Pero no eran sólo ropas viejas, porque había algo más allí… algo que, en vez de manos, tenía unas garras apergaminadas y un cráneo encogido no mayor que el de un niño, del cual colgaban aún unos pocos mechones de pelo blanco y lacio. La boca, y la nariz y las cuencas de los ojos estaban atestadas de telarañas…
No creo que me desmayara, pero mi siguiente recuerdo son los brazos de Edwin rodeándome y su voz tranquilizándome, un tanto preocupada, y diciéndome que todo había pasado…
– No debemos quedarnos aquí -dije, desembarazándome de él-. Imagina que alguien nos encierra…

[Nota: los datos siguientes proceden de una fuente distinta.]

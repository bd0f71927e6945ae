use std::collections::BTreeMap;

use serde::{Deserialize, Serialize};
use tracing::debug;

use crate::error::{CapabilityError, RetrievalQueryError};
use crate::index::VectorIndex;
use crate::llm::{
    EXPANSION_SYSTEM_PROMPT, Embedder, Generator, build_expansion_prompt, parse_expansions,
};
use crate::models::DocumentChunk;

/// A chunk returned by similarity search, with its score in [0,1]
#[derive(Debug, Clone, PartialEq, Serialize, Deserialize)]
pub struct RetrievedChunk {
    pub chunk: DocumentChunk,
    pub score: f32,
}

/// Configuration for retrieval
#[derive(Debug, Clone)]
pub struct RetrieverConfig {
    /// Maximum chunks returned per query
    pub k: usize,
    /// Minimum similarity score for admission
    pub min_score: f32,
    /// Paraphrase the query and merge results across phrasings
    pub expand_queries: bool,
    /// Number of alternate phrasings to request
    pub num_expansions: usize,
}

impl Default for RetrieverConfig {
    fn default() -> Self {
        Self {
            k: 4,
            min_score: 0.5,
            expand_queries: false,
            num_expansions: 3,
        }
    }
}

fn embedding_error(e: CapabilityError) -> RetrievalQueryError {
    if e.is_timeout() {
        RetrievalQueryError::Timeout {
            stage: "query embedding",
        }
    } else {
        RetrievalQueryError::Embedding(e)
    }
}

fn generation_error(stage: &'static str, e: CapabilityError) -> RetrievalQueryError {
    if e.is_timeout() {
        RetrievalQueryError::Timeout { stage }
    } else {
        RetrievalQueryError::Generation(e)
    }
}

/// Embed the query with the same capability that built the index and rank
/// the indexed chunks against it. An empty result is not an error.
pub async fn retrieve(
    index: &VectorIndex,
    embedder: &dyn Embedder,
    query: &str,
    config: &RetrieverConfig,
) -> Result<Vec<RetrievedChunk>, RetrievalQueryError> {
    let vector = embedder.embed(query).await.map_err(embedding_error)?;

    if let Some(dim) = index.dimension() {
        if dim != vector.len() {
            return Err(RetrievalQueryError::Search(format!(
                "query dimension {} does not match index dimension {}",
                vector.len(),
                dim
            )));
        }
    }

    Ok(index.search(&vector, config.k, config.min_score))
}

/// Retrieval with query expansion: ask the generator for alternate
/// phrasings, retrieve for the original and each phrasing, and merge.
/// Deduplication is by chunk identity; a chunk found under several
/// phrasings keeps its maximum score.
pub async fn retrieve_expanded(
    index: &VectorIndex,
    embedder: &dyn Embedder,
    generator: &dyn Generator,
    query: &str,
    config: &RetrieverConfig,
) -> Result<Vec<RetrievedChunk>, RetrievalQueryError> {
    let prompt = build_expansion_prompt(query, config.num_expansions);
    let raw = generator
        .generate(EXPANSION_SYSTEM_PROMPT, &prompt)
        .await
        .map_err(|e| generation_error("query expansion", e))?;

    let mut queries = vec![query.to_string()];
    for phrasing in parse_expansions(&raw).into_iter().take(config.num_expansions) {
        if !queries.contains(&phrasing) {
            queries.push(phrasing);
        }
    }
    debug!("Retrieving across {} query phrasings", queries.len());

    let mut best: BTreeMap<String, RetrievedChunk> = BTreeMap::new();
    for q in &queries {
        for hit in retrieve(index, embedder, q, config).await? {
            best.entry(hit.chunk.chunk_id.clone())
                .and_modify(|existing| {
                    if hit.score > existing.score {
                        existing.score = hit.score;
                    }
                })
                .or_insert(hit);
        }
    }

    let mut merged: Vec<RetrievedChunk> = best.into_values().collect();
    merged.sort_by(|a, b| b.score.partial_cmp(&a.score).unwrap_or(std::cmp::Ordering::Equal));
    merged.truncate(config.k);
    Ok(merged)
}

– No hay nadie en la mansión, te lo prometo. Sí… creo que es Cornelius…
Cogí el último volumen del diario y, apartando la mirada del espantoso amasijo que había tras la puerta, le seguí con paso vacilante mientras bajábamos las escaleras; poco después llegamos a la biblioteca, que ahora me parecía relativamente cálida. En el exterior, la niebla estaba tan cerrada como antes.
– Sólo son las tres y media -dijo Edwin-. El cochero todavía puede encontrar el camino…
Pero sus palabras no sonaban como si lo creyera realmente.
– ¿Y si no…?
– Tenemos comida y carbón suficiente para pasar la noche; esperemos que no tengamos que utilizarlo.
Si tuviera que pasar la noche sola en la mansión, pensé, me volvería loca de miedo. Él añadió a la chimenea lo que quedaba de carbón… Dijo que había más en la carbonera, y atizó el fuego mientras yo le contaba lo que había descubierto, consciente en cada pausa de la expectante quietud que nos rodeaba.
– Así que Vernon Raphael tenía razón -dijo Edwin- cuando afirmaba que Cornelius no era en absoluto un alquimista.
– ¿Y respecto a la posibilidad de que Magnus lo asesinara? -pregunté.
– No, no creo… Como dijo Raphael, a Magnus no le interesaba que Cornelius desapareciera; y si se tomó todas aquellas molestias para crear la leyenda de la armadura, ¿por qué no dejó el cuerpo dentro? Tal vez Cornelius simplemente murió ahí arriba, de un ataque al corazón o de apoplejía, aunque parece una extraordinaria coincidencia… a menos que se muriera de miedo ante la tormenta. De hecho… Magnus no podía saber de la existencia de esa sala secreta: de lo contrario, habría encontrado el cadáver y se habría librado de los gastos y molestias de un proceso judicial en el que empleó dos años.